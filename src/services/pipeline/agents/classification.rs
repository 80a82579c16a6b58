// src/services/pipeline/agents/classification.rs

use async_trait::async_trait;
use tracing::instrument;
use uuid::Uuid;

use crate::models::{Decision, FinancialDocument};
use crate::services::pipeline::agent::DocumentAgent;
use crate::services::pipeline::errors::PipelineError;
use crate::services::pipeline::types::{AgentOutput, Capability};

// Keyword table scanned against line-item descriptions and the vendor name.
// First match wins; order is most-specific first.
const GL_RULES: &[(&str, &str)] = &[
    ("software", "6300-SOFTWARE"),
    ("saas", "6300-SOFTWARE"),
    ("subscription", "6300-SOFTWARE"),
    ("license", "6300-SOFTWARE"),
    ("travel", "6400-TRAVEL"),
    ("hotel", "6400-TRAVEL"),
    ("flight", "6400-TRAVEL"),
    ("consult", "6200-PROFESSIONAL-SERVICES"),
    ("legal", "6200-PROFESSIONAL-SERVICES"),
    ("audit", "6200-PROFESSIONAL-SERVICES"),
    ("freight", "5100-FREIGHT"),
    ("shipping", "5100-FREIGHT"),
    ("office", "6100-OFFICE-SUPPLIES"),
    ("supplies", "6100-OFFICE-SUPPLIES"),
];

const GL_DEFAULT: &str = "6999-GENERAL-EXPENSE";

/// Assigns a general-ledger code from line-item descriptions and the vendor
/// name. The outcome token is the GL code itself.
#[derive(Debug)]
pub struct ClassificationAgent {
    id: Uuid,
}

impl ClassificationAgent {
    pub fn new() -> Self {
        Self { id: Uuid::new_v4() }
    }

    fn classify(document: &FinancialDocument) -> (&'static str, Option<&'static str>) {
        let mut haystack = document
            .extracted_data
            .line_items
            .iter()
            .map(|item| item.description.to_lowercase())
            .collect::<Vec<_>>()
            .join(" ");
        if let Some(vendor) = &document.extracted_data.header.vendor_name {
            haystack.push(' ');
            haystack.push_str(&vendor.to_lowercase());
        }

        for (keyword, code) in GL_RULES {
            if haystack.contains(keyword) {
                return (code, Some(keyword));
            }
        }
        (GL_DEFAULT, None)
    }
}

impl Default for ClassificationAgent {
    fn default() -> Self {
        Self::new()
    }
}

#[async_trait]
impl DocumentAgent for ClassificationAgent {
    fn id(&self) -> Uuid {
        self.id
    }

    fn name(&self) -> &str {
        "Classification Agent"
    }

    fn capabilities(&self) -> &[Capability] {
        &[Capability::Classification]
    }

    #[instrument(skip(self, document, _trail), fields(document_id = %document.id))]
    async fn run(
        &self,
        document: &FinancialDocument,
        _trail: &[Decision],
    ) -> Result<AgentOutput, PipelineError> {
        let (code, matched_keyword) = Self::classify(document);

        let (confidence, reasoning) = match matched_keyword {
            Some(keyword) => (
                0.9,
                format!(
                    "Matched keyword '{}' in line items/vendor name; coded to {}",
                    keyword, code
                ),
            ),
            None => (
                0.6,
                format!("No classification keyword matched; defaulted to {}", code),
            ),
        };

        let mut updated = document.clone();
        updated
            .metadata
            .insert("glCode".to_string(), code.to_string());
        updated.touch();

        Ok(AgentOutput {
            decision: Decision::new(
                self.id,
                Capability::Classification.action_label(),
                reasoning,
                confidence,
                code,
            ),
            document: updated,
        })
    }
}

-*-*-

Restate the records from above exactly as they read.

Result below:
filename src/services/pipeline/agents/classification.rs
repository 80a82579c16a6b58
// src/services/pipeline/agents/classification.rs

use async_trait::async_trait;
use tracing::instrument;
use uuid::Uuid;

use crate::models::{Decision, FinancialDocument};
use crate::services::pipeline::agent::DocumentAgent;
use crate::services::pipeline::errors::PipelineError;
use crate::services::pipeline::types::{AgentOutput, Capability};

// Keyword table scanned against line-item descriptions and the vendor name.
// First match wins; order is most-specific first.
const GL_RULES: &[(&str, &str)] = &[
    ("software", "6300-SOFTWARE"),
    ("saas", "6300-SOFTWARE"),
    ("subscription", "6300-SOFTWARE"),
    ("license", "6300-SOFTWARE"),
    ("travel", "6400-TRAVEL"),
    ("hotel", "6400-TRAVEL"),
    ("flight", "6400-TRAVEL"),
    ("consult", "6200-PROFESSIONAL-SERVICES"),
    ("legal", "6200-PROFESSIONAL-SERVICES"),
    ("audit", "6200-PROFESSIONAL-SERVICES"),
    ("freight", "5100-FREIGHT"),
    ("shipping", "5100-FREIGHT"),
    ("office", "6100-OFFICE-SUPPLIES"),
    ("supplies", "6100-OFFICE-SUPPLIES"),
];

const GL_DEFAULT: &str = "6999-GENERAL-EXPENSE";

/// Assigns a general-ledger code from line-item descriptions and the vendor
/// name. The outcome token is the GL code itself.
#[derive(Debug)]
pub struct ClassificationAgent {
    id: Uuid,
}

impl ClassificationAgent {
    pub fn new() -> Self {
        Self { id: Uuid::new_v4() }
    }

    fn classify(document: &FinancialDocument) -> (&'static str, Option<&'static str>) {
        let mut haystack = document
            .extracted_data
            .line_items
            .iter()
            .map(|item| item.description.to_lowercase())
            .collect::<Vec<_>>()
            .join(" ");
        if let Some(vendor) = &document.extracted_data.header.vendor_name {
            haystack.push(' ');
            haystack.push_str(&vendor.to_lowercase());
        }

        for (keyword, code) in GL_RULES {
            if haystack.contains(keyword) {
                return (code, Some(keyword));
            }
        }
        (GL_DEFAULT, None)
    }
}

impl Default for ClassificationAgent {
    fn default() -> Self {
        Self::new()
    }
}

#[async_trait]
impl DocumentAgent for ClassificationAgent {
    fn id(&self) -> Uuid {
        self.id
    }

    fn name(&self) -> &str {
        "Classification Agent"
    }

    fn capabilities(&self) -> &[Capability] {
        &[Capability::Classification]
    }

    #[instrument(skip(self, document, _trail), fields(document_id = %document.id))]
    async fn run(
        &self,
        document: &FinancialDocument,
        _trail: &[Decision],
    ) -> Result<AgentOutput, PipelineError> {
        let (code, matched_keyword) = Self::classify(document);

        let (confidence, reasoning) = match matched_keyword {
            Some(keyword) => (
                0.9,
                format!(
                    "Matched keyword '{}' in line items/vendor name; coded to {}",
                    keyword, code
                ),
            ),
            None => (
                0.6,
                format!("No classification keyword matched; defaulted to {}", code),
            ),
        };

        let mut updated = document.clone();
        updated
            .metadata
            .insert("glCode".to_string(), code.to_string());
        updated.touch();

        Ok(AgentOutput {
            decision: Decision::new(
                self.id,
                Capability::Classification.action_label(),
                reasoning,
                confidence,
                code,
            ),
            document: updated,
        })
    }
}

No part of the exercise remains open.